When asked to describe their most recent incident of violence, Tracey and Steve gave similar accounts of the same incident. Two weeks ago, Tracey learned that the fertility treatment was not successful. Tracey described the devastation she felt when she found out that their last attempt to conceive a child had failed. She recalls at the time feeling that she just did not have the words to talk to Steve about this, and remembers feeling really angry. She said that she went into the kitchen to make coffee in the morning, and out of frustration, started slamming cupboard doors when she could not find the filters. When Steve came downstairs, Tracey said all she could think was “What do you care anyway?’; when he insisted they talk, she told him to “fuck off.” Steve said that he was outraged, as this loss affected him just as much as it did her. He then told Tracey to stop being such a selfish bitch, at which point she pushed him and stormed out of the room. Steve tried to stop her from leaving by grabbing her arm. Tracey said that when he tried to stop her from leaving, she slapped him across the face. It was at that point that both of them realized things had gone too far.

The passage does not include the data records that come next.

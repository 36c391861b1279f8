//! Visibility error types.
//!
//! Errors carry a user-facing message and, where one exists, a hint on how to
//! resolve them.

use mtv_cache::CacheError;
use mtv_filter::FilterError;
use mtv_model::EntityKind;
use mtv_query::QueryError;
use thiserror::Error;

/// Visibility handler error.
#[derive(Debug, Clone, PartialEq, Eq, Error)]
pub enum VisibilityError {
    /// A hierarchy query failed.
    #[error(transparent)]
    Query(#[from] QueryError),

    /// The filtered tree could not be built.
    #[error(transparent)]
    Filter(#[from] FilterError),

    /// A node lacks data its kind requires.
    #[error("{kind} node is missing its {field}")]
    MissingNodeData {
        kind: EntityKind,
        field: &'static str,
    },

    /// The handler was created outside a tokio runtime.
    #[error("Visibility handler requires a tokio runtime")]
    NoRuntime,

    /// The handler has been disposed.
    #[error("Visibility handler has been disposed")]
    Disposed,
}

/// Cache failures surface as the underlying condition.
impl From<CacheError> for VisibilityError {
    fn from(err: CacheError) -> Self {
        match err {
            CacheError::Query(err) => Self::Query(err),
            CacheError::NoRuntime => Self::NoRuntime,
            CacheError::Disposed => Self::Disposed,
        }
    }
}

impl VisibilityError {
    pub(crate) fn missing(kind: EntityKind, field: &'static str) -> Self {
        Self::MissingNodeData { kind, field }
    }

    /// Whether retrying the same request may succeed.
    pub fn is_recoverable(&self) -> bool {
        match self {
            Self::Query(err) => !matches!(err, QueryError::Decode { .. }),
            Self::Filter(FilterError::Query(_)) => true,
            Self::Filter(_) | Self::MissingNodeData { .. } | Self::NoRuntime | Self::Disposed => {
                false
            }
        }
    }

    /// Get a suggestion for how to resolve this error.
    pub fn suggestion(&self) -> Option<String> {
        match self {
            Self::Query(_) => {
                Some("Request the visibility again once the data source is available.".into())
            }
            Self::Filter(FilterError::UnresolvableSegment { .. }) => Some(
                "Make sure the filter paths were produced for the hierarchy shown by this tree."
                    .into(),
            ),
            Self::Filter(_) => None,
            Self::MissingNodeData { kind, field } => Some(format!(
                "Provide the {field} when building {kind} nodes of the hierarchy."
            )),
            Self::NoRuntime => {
                Some("Create the handler from within a tokio runtime context.".into())
            }
            Self::Disposed => Some("Create a new handler for the viewport.".into()),
        }
    }
}

/// Result type alias for visibility operations.
pub type Result<T> = std::result::Result<T, VisibilityError>;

Both Tracey and Steve feel that they were equally responsible for the conflicts and were ashamed of their behavior. They want to learn how to control their temper and resolve conflicts more constructively. When Tracey was asked if there were ever times she was afraid of Steve, she said “No, I know that Steve would never intend to hurt me.” She was afraid, however, that if their fighting continued this way, their marriage might be at risk. Steve did not indicate any fear of Tracey harming him, but, like Tracey, emphasized that the fighting was undermining the positive aspects of their marriage. Tracey and Steve were hoping that couples therapy would help them move on in a direction that was mutually agreeable and satisfying to both of them. They were keenly aware that the decision regarding whether to stop or pursue more fertility treatments involved heavy financial and emotional commitments. After several years of trying to conceive, the couple was now faced with severe financial difficulties after spending most of their savings on fertility treatments. As both of them have similar incomes, Tracey and Steve have a good understanding of their financial needs and participated together in financial planning. They reported having always made important decisions together and valuing each other’s opinion. They wanted to find a way that each of them could feel good about their future choices, but were feeling helpless over how to make this happen.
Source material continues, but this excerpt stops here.